Single by Jacques Dutronc
- Released: November 1966
- Recorded: October 1966
- Genre: French rock
- Length: 3:08
- Label: Disques Vogue
- Songwriters: Jacques Lanzmann, Jacques Dutronc
- Producer: Unknown

Jacques Dutronc singles chronology
| "Et moi, et moi, et moi" (1966) | "Les play boys" (1966) | "Les Cactus" (1967) |

= Les play boys =

"Les play boys" is the second single by French singer-songwriter Jacques Dutronc, released in 1966. It features on his self-titled debut album.

== Composition ==
"Les play boys" was recorded in October 1966, shortly after a performance at the Golf-Drouot nightclub in Paris.

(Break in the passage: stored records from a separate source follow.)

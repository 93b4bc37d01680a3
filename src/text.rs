use chrono::{NaiveDate, NaiveDateTime, NaiveTime};
use maintenance_scraping_utils::regex;
use thiserror::Error;

/// Replaces full-width ASCII variants (U+FF01..=U+FF5E) and the ideographic
/// space with their half-width counterparts.
pub fn fold_width(text: &str) -> String {
    text.chars().map(fold_char).collect()
}

fn fold_char(c: char) -> char {
    match c {
        '\u{3000}' => ' ',
        '\u{FF01}'..='\u{FF5E}' => char::from_u32(c as u32 - 0xFEE0).unwrap_or(c),
        _ => c,
    }
}

/// Joins the text nodes of a cell the way a browser's `innerText` roughly does.
pub fn collapse_whitespace(text: &str) -> String {
    regex!(r"\s+").replace_all(text.trim(), " ").into_owned()
}

#[derive(Clone, Copy, PartialEq, Eq, Debug)]
pub enum CanonicalFormat {
    /// `YYYY/MM/DD`
    Date,
    /// `YYYY-MM-DD HH:MM:SS`
    DateTime,
}
impl CanonicalFormat {
    pub fn pattern(self) -> &'static str {
        match self {
            Self::Date => "%Y/%m/%d",
            Self::DateTime => "%Y-%m-%d %H:%M:%S",
        }
    }
}

#[derive(Clone, PartialEq, Eq, Debug, Error)]
#[error("{text:?} does not match the date pattern {pattern:?}: {source}")]
pub struct DateFormatError {
    pub text: String,
    pub pattern: String,
    #[source]
    pub source: chrono::ParseError,
}

pub fn parse_localized_date(
    text: &str,
    input_pattern: &str,
    canonical: CanonicalFormat,
) -> Result<String, DateFormatError> {
    let text = text.trim();
    // Date-only patterns are rejected by the date-time parser, so fall back to midnight.
    let parsed = NaiveDateTime::parse_from_str(text, input_pattern).or_else(|e| {
        NaiveDate::parse_from_str(text, input_pattern)
            .map(|date| date.and_time(NaiveTime::MIN))
            .map_err(|_| e)
    });
    match parsed {
        Ok(time) => Ok(time.format(canonical.pattern()).to_string()),
        Err(source) => Err(DateFormatError {
            text: text.to_owned(),
            pattern: input_pattern.to_owned(),
            source,
        }),
    }
}
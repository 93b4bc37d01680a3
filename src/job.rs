use std::{io, iter, path::PathBuf};

use chrono::NaiveDateTime;
use getset::{CopyGetters, Getters};
use itertools::Itertools;
use log::{error, info, warn};
use maintenance_scraping_utils::selector;
use scraper::{ElementRef, Html, Selector};
use thiserror::Error;

use crate::{
    config::Config,
    extract::extract_rows,
    rule::{DateRangeNotesRule, NotesThenDatesRule, ParsingRule, RuleOptions, UnitStatusRule},
    schema::Record,
    session::{with_session, DocumentSource, LoadError, SavedPages, SessionError},
    site::{Run, Site},
    text::{collapse_whitespace, fold_width, parse_localized_date, CanonicalFormat, DateFormatError},
    writer::{OutputTable, WriteError},
};

const CHEVRON_FACILITIES: [(&str, &str); 2] = [
    ("gorgon LNG facility", "gorgon"),
    ("wheatstone LNG facility", "wheatstone"),
];
const KYUDEN_LAST_UPDATE_FORMAT: &str = "%Y年%m月%d日 %H時%M分";

#[derive(Debug, Error)]
#[error("{site}: {query} not found")]
pub struct ContainerNotFoundError {
    pub site: Site,
    pub query: String,
}

/// Failure of a single site's job.
#[derive(Debug, Error)]
pub enum JobError {
    #[error(transparent)]
    Load(#[from] LoadError),
    #[error(transparent)]
    ContainerNotFound(#[from] ContainerNotFoundError),
    #[error("Invalid last-update time: {0}")]
    SharedTimestamp(#[source] DateFormatError),
    #[error("Failed to write rows: {0}")]
    Write(#[from] WriteError),
}
impl JobError {
    /// Errors after which the remaining sites cannot run either.
    pub fn into_run_error(self) -> Result<Self, RunError> {
        match self {
            Self::Load(LoadError::Session(e)) => Err(e.into()),
            Self::Write(e) => Err(e.into()),
            e => Ok(e),
        }
    }
}

#[derive(Debug, Error)]
pub enum RunError {
    #[error(transparent)]
    Session(#[from] SessionError),
    #[error("Failed to write the output table: {0}")]
    Write(#[from] WriteError),
    #[error("Failed to prepare the output directory: {0}")]
    Io(#[from] io::Error),
}

/// Everything a run needs to know about itself, created once at start-up.
#[derive(Getters, CopyGetters)]
pub struct RunContext {
    #[getset(get_copy = "pub")]
    run: Run,
    #[getset(get = "pub")]
    output_dir: PathBuf,
    #[getset(get = "pub")]
    config: Config,
}
impl RunContext {
    pub fn new(run: Run, config: Config, started_at: NaiveDateTime) -> Self {
        let output_dir = config
            .output_root
            .join(format!("{run}_{}", started_at.format("%Y-%m-%d_%H,%M,%S")));
        Self {
            run,
            output_dir,
            config,
        }
    }

    pub fn output_path(&self) -> PathBuf {
        self.output_dir.join("output.csv")
    }

    pub fn snapshot_path(&self, site: Site) -> PathBuf {
        SavedPages::path_of(&self.output_dir, site)
    }
}

#[derive(Debug, Default)]
pub struct RunSummary {
    pub written: Vec<(Site, usize)>,
    pub failed: Vec<(Site, JobError)>,
    /// Rows of the output table, for runs that keep it.
    pub table: Option<Vec<Record>>,
}

/// Creates the output directory and table, then scrapes every site of the run.
/// `source` is closed before this returns.
pub fn run<S: DocumentSource>(ctx: &RunContext, source: S) -> Result<RunSummary, RunError> {
    let prepared = prepare_output(ctx);
    with_session(source, |source| {
        let mut table = prepared?;
        let mut summary = run_jobs(ctx, source, &mut table)?;
        summary.table = table.into_rows();
        info!("All done.");
        Ok(summary)
    })
}

fn prepare_output(ctx: &RunContext) -> Result<OutputTable, RunError> {
    fs_err::create_dir_all(ctx.output_dir())?;
    info!("Files will be written in the directory: {:?}", ctx.output_dir());
    Ok(OutputTable::create(
        ctx.output_path(),
        ctx.run().schema(),
        ctx.run().keeps_table(),
    )?)
}

/// Runs the sites one after another. A failed site is logged and skipped;
/// session and output failures end the run.
pub fn run_jobs<S: DocumentSource + ?Sized>(
    ctx: &RunContext,
    source: &mut S,
    table: &mut OutputTable,
) -> Result<RunSummary, RunError> {
    let mut summary = RunSummary::default();
    for &site in ctx.run().sites() {
        info!("Scraping {site}");
        match run_site(ctx, source, site, table) {
            Ok(written) => {
                info!("  Wrote {written} rows for {site}");
                summary.written.push((site, written));
            }
            Err(e) => {
                let e = e.into_run_error()?;
                error!("  Skipping {site}: {e}");
                summary.failed.push((site, e));
            }
        }
    }
    Ok(summary)
}

pub fn run_site<S: DocumentSource + ?Sized>(
    ctx: &RunContext,
    source: &mut S,
    site: Site,
    table: &mut OutputTable,
) -> Result<usize, JobError> {
    let markup = source.load(site)?;
    let snapshot = ctx.snapshot_path(site);
    if let Err(e) = fs_err::write(&snapshot, &markup) {
        warn!("  Could not save the page snapshot: {e}");
    }
    let html = Html::parse_document(&markup);
    scrape_document(site, &html, &ctx.config().rule_options(site), table)
}

/// Locates every container of the page before writing anything, so a
/// missing container leaves no rows of this site behind.
pub fn scrape_document(
    site: Site,
    html: &Html,
    options: &RuleOptions,
    table: &mut OutputTable,
) -> Result<usize, JobError> {
    let batches = locate_batches(site, html, options)?;
    let mut written = 0;
    for Batch { rows, rule } in batches {
        let records = extract_rows(rows, rule.as_ref());
        written += table.write_rows(records)?;
    }
    Ok(written)
}

/// Rows of one container, and the rule that parses them.
struct Batch<'a> {
    rows: Vec<ElementRef<'a>>,
    rule: Box<dyn ParsingRule>,
}

fn locate_batches<'a>(
    site: Site,
    html: &'a Html,
    options: &RuleOptions,
) -> Result<Vec<Batch<'a>>, JobError> {
    let not_found = |query: &str| ContainerNotFoundError {
        site,
        query: query.to_owned(),
    };
    Ok(match site {
        Site::Chevron => CHEVRON_FACILITIES
            .into_iter()
            .map(|(heading, facility)| -> Result<_, JobError> {
                let tbody = table_under_heading(html, selector!("h4"), heading, 3)
                    .ok_or_else(|| not_found(&format!("Table under h4 {heading:?}")))?;
                Ok(Batch {
                    rows: body_rows(tbody).skip(1).collect(),
                    rule: Box::new(
                        DateRangeNotesRule::builder()
                            .facility(facility)
                            .build()
                            .configured(options),
                    ),
                })
            })
            .try_collect::<_, Vec<_>, _>()?,
        Site::Woodside => {
            let tbody = html
                .select(selector!("table.table.k-table > tbody"))
                .next()
                .ok_or_else(|| not_found("table.table.k-table > tbody"))?;
            vec![Batch {
                rows: body_rows(tbody).skip(1).collect(),
                rule: Box::new(NotesThenDatesRule::builder().build().configured(options)),
            }]
        }
        Site::Genkai | Site::Sendai => {
            let last_update = html
                .select(selector!("#lastupdate"))
                .find(|e| e.text().any(|t| t.contains('月')))
                .ok_or_else(|| not_found("#lastupdate"))?;
            let update_time = parse_localized_date(
                &fold_width(&collapse_whitespace(
                    &last_update.text().collect::<String>(),
                )),
                options
                    .date_format
                    .as_deref()
                    .unwrap_or(KYUDEN_LAST_UPDATE_FORMAT),
                CanonicalFormat::DateTime,
            )
            .map_err(JobError::SharedTimestamp)?;
            let tbodies = html
                .select(selector!(
                    "div.nuclear__dataArea > table.newclear__hatsudenki > tbody"
                ))
                .collect_vec();
            if tbodies.is_empty() {
                return Err(not_found("Power generation tables").into());
            }
            tbodies
                .into_iter()
                .map(|tbody| Batch {
                    rows: body_rows(tbody).collect(),
                    rule: Box::new(
                        UnitStatusRule::builder()
                            .facility(site.to_string())
                            .update_time(update_time.clone())
                            .build(),
                    ),
                })
                .collect()
        }
    })
}

fn body_rows<'a>(tbody: ElementRef<'a>) -> impl Iterator<Item = ElementRef<'a>> {
    tbody.select(selector!("tr"))
}

/// Finds the first `heading` containing `needle`, climbs `levels` ancestors
/// and returns the first `tbody` below.
fn table_under_heading<'a>(
    html: &'a Html,
    heading: &Selector,
    needle: &str,
    levels: usize,
) -> Option<ElementRef<'a>> {
    html.select(heading)
        .filter(|h| h.text().any(|t| t.contains(needle)))
        .find_map(|h| {
            iter::successors(Some(h), |e| e.parent().and_then(ElementRef::wrap))
                .nth(levels)?
                .select(selector!("tbody"))
                .next()
        })
}
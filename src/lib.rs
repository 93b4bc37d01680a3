pub mod config;
pub mod extract;
pub mod job;
pub mod rule;
pub mod schema;
pub mod session;
pub mod site;
pub mod text;
pub mod writer;
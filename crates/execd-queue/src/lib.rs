mod ring;
mod slab;

pub use ring::{Ring, RingFull};
pub use slab::{Slab, DEFAULT_SIZE_CLASSES};
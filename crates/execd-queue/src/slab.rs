use tracing::warn;

/// A single size class: a fixed buffer size plus a freelist of previously
/// allocated, now-returned buffers of exactly that size.
struct SizeClass {
    size: usize,
    free: Vec<Box<[u8]>>,
    in_use: usize,
    total_allocated: usize,
}

/// Size-classed buffer allocator.
///
/// Configured once at startup from `(class_size, initial_count)` pairs
/// (see the default table). `alloc` always returns a buffer from the
/// smallest configured class that fits the request, growing that class's
/// pool on demand past its initial seed count; it only returns `None` when
/// the process is genuinely out of memory. `free` returns a buffer to its
/// class's freelist for reuse.
pub struct Slab {
    classes: Vec<SizeClass>,
}

/// `(class_size, initial_count)` pairs mirroring the historical pool sizing.
pub const DEFAULT_SIZE_CLASSES: &[(usize, usize)] = &[
    (8, 1),
    (16, 1),
    (32, 1),
    (64, 1),
    (128, 1),
    (256, 4096),
    (512, 1),
    (1024, 1),
    (2048, 1),
    (4096, 4096),
    (8192, 1),
    (16384, 1),
    (32768, 1),
    (65536, 1),
];

impl Slab {
    pub fn new(configured: &[(usize, usize)]) -> Self {
        let mut classes: Vec<SizeClass> = configured
            .iter()
            .map(|&(size, initial_count)| {
                let free = (0..initial_count)
                    .map(|_| vec![0u8; size].into_boxed_slice())
                    .collect::<Vec<_>>();
                SizeClass { size, free, in_use: 0, total_allocated: initial_count }
            })
            .collect();
        classes.sort_by_key(|c| c.size);
        Self { classes }
    }

    pub fn with_defaults() -> Self {
        Self::new(DEFAULT_SIZE_CLASSES)
    }

    /// Returns a zeroed buffer of at least `size` bytes, or `None` if no
    /// configured class is large enough or the allocator is out of memory.
    pub fn alloc(&mut self, size: usize) -> Option<Box<[u8]>> {
        let class = self.classes.iter_mut().find(|c| c.size >= size)?;
        let buf = match class.free.pop() {
            Some(buf) => buf,
            None => {
                let mut v = Vec::new();
                v.try_reserve_exact(class.size)
                    .inspect_err(|e| warn!(size = class.size, %e, "slab growth failed"))
                    .ok()?;
                v.resize(class.size, 0);
                class.total_allocated += 1;
                v.into_boxed_slice()
            }
        };
        class.in_use += 1;
        Some(buf)
    }

    /// Returns `buf` to the freelist of the class matching its length.
    /// A buffer not originally produced by `alloc` (wrong length) is
    /// dropped rather than accepted into a freelist it doesn't belong to.
    pub fn free(&mut self, buf: Box<[u8]>) {
        let Some(class) = self.classes.iter_mut().find(|c| c.size == buf.len()) else {
            warn!(len = buf.len(), "freed buffer doesn't match any size class, dropping");
            return;
        };
        class.in_use = class.in_use.saturating_sub(1);
        class.free.push(buf);
    }

    /// Per-class `(size, in_use, available, bytes_allocated)`, in ascending
    /// size order. `bytes_allocated` is `total_allocated * size`, the total
    /// footprint of every buffer this class has ever handed out (whether
    /// currently in use or sitting in the freelist). Used by the SIGINT
    /// handler to print pool statistics before exit.
    pub fn stats(&self) -> Vec<(usize, usize, usize, usize)> {
        self.classes
            .iter()
            .map(|c| (c.size, c.in_use, c.free.len(), c.total_allocated * c.size))
            .collect()
    }
}

#[cfg(test)]
mod tests {
    use super::*;

    #[test]
    fn alloc_picks_smallest_fitting_class() {
        let mut slab = Slab::new(&[(64, 2), (256, 2)]);
        let buf = slab.alloc(10).unwrap();
        assert_eq!(buf.len(), 64);
    }

    #[test]
    fn alloc_too_large_returns_none() {
        let mut slab = Slab::new(&[(64, 1)]);
        assert!(slab.alloc(65).is_none());
    }

    #[test]
    fn free_returns_buffer_to_freelist_for_reuse() {
        let mut slab = Slab::new(&[(64, 1)]);
        let buf = slab.alloc(64).unwrap();
        assert_eq!(slab.stats()[0], (64, 1, 0, 64));
        slab.free(buf);
        assert_eq!(slab.stats()[0], (64, 0, 1, 64));
    }

    #[test]
    fn alloc_grows_past_initial_count() {
        let mut slab = Slab::new(&[(64, 0)]);
        let buf = slab.alloc(32).unwrap();
        assert_eq!(buf.len(), 64);
        assert_eq!(slab.stats()[0].1, 1);
    }
}
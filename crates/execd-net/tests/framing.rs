use std::os::fd::AsRawFd;

use execd_net::{Connection, Header, HEADER_SIZE, MAGIC};

fn frame(id: u32, payload: &[u8]) -> Vec<u8> {
    let mut out = vec![0u8; HEADER_SIZE + payload.len()];
    Header { magic: MAGIC, size: out.len() as u32, id }
        .encode((&mut out[..HEADER_SIZE]).try_into().unwrap());
    out[HEADER_SIZE..].copy_from_slice(payload);
    out
}

#[test]
fn whole_frame_dispatches_once() {
    let (a, b) = std::os::unix::net::UnixStream::pair().unwrap();
    b.set_nonblocking(true).unwrap();
    a.set_nonblocking(true).unwrap();

    let mut conn = Connection::accept(b.as_raw_fd());
    conn.authenticated = true;

    let msg = frame(7, b"hello world");
    std::io::Write::write_all(&mut { &a }, &msg).unwrap();

    let mut seen = Vec::new();
    conn.recv_and_dispatch(|h, payload| {
        seen.push((h.id, payload.to_vec()));
        Ok(())
    })
    .unwrap();

    assert_eq!(seen, vec![(7, b"hello world".to_vec())]);
}

#[test]
fn split_frame_across_many_small_writes_dispatches_once() {
    let (a, b) = std::os::unix::net::UnixStream::pair().unwrap();
    b.set_nonblocking(true).unwrap();

    let mut conn = Connection::accept(b.as_raw_fd());
    conn.authenticated = true;

    let msg = frame(3, b"split-me-into-pieces");
    let mut seen = Vec::new();

    for byte in &msg {
        std::io::Write::write_all(&mut { &a }, std::slice::from_ref(byte)).unwrap();
        let _ = conn.recv_and_dispatch(|h, payload| {
            seen.push((h.id, payload.to_vec()));
            Ok(())
        });
    }

    assert_eq!(seen, vec![(3, b"split-me-into-pieces".to_vec())]);
}

#[test]
fn bad_magic_is_rejected() {
    let (a, b) = std::os::unix::net::UnixStream::pair().unwrap();
    b.set_nonblocking(true).unwrap();

    let mut conn = Connection::accept(b.as_raw_fd());
    conn.authenticated = true;

    let mut bad = frame(0, b"x");
    bad[0] = 0xAA;
    std::io::Write::write_all(&mut { &a }, &bad).unwrap();

    let result = conn.recv_and_dispatch(|_, _| Ok(()));
    assert!(matches!(result, Err(execd_net::ConnError::BadMagic { .. })));
}

#[test]
fn buffer_roll_at_recv_cap_preserves_frame_boundaries() {
    let (a, b) = std::os::unix::net::UnixStream::pair().unwrap();
    b.set_nonblocking(true).unwrap();

    let mut conn = Connection::accept(b.as_raw_fd());
    conn.authenticated = true;

    // Frames sized so a handful straddle RECV_CAP (64 KiB) when concatenated.
    let frames: Vec<Vec<u8>> =
        (0..20u32).map(|i| frame(i, &vec![i as u8; 6000])).collect();
    let all: Vec<u8> = frames.iter().flatten().copied().collect();
    std::io::Write::write_all(&mut { &a }, &all).unwrap();

    let mut seen = Vec::new();
    loop {
        let before = seen.len();
        let r = conn.recv_and_dispatch(|h, payload| {
            seen.push((h.id, payload.to_vec()));
            Ok(())
        });
        if r.is_err() || seen.len() == before {
            break;
        }
    }

    assert_eq!(seen.len(), frames.len());
    for (i, (id, payload)) in seen.iter().enumerate() {
        assert_eq!(*id, i as u32);
        assert_eq!(payload, &vec![i as u8; 6000]);
    }
}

According to co-writer Jacques Lanzmann, the song's innuendo-laden lyrics reflected his experience as the editor of the men's magazine Lui: "At that time, even a hint of hair sticking out from a bikini would have seen the magazine shut down".

== Release and promotion ==
"Les play boys" was released as a four-track EP in France in November 1966.

Dutronc performed "Les play boys" on the French television show Palmarès des chansons, broadcast by Office de Radiodiffusion Télévision Française on 16 November 1966, accompanied by the Orchestre Raymond Lefèvre. He also toured to promote the single.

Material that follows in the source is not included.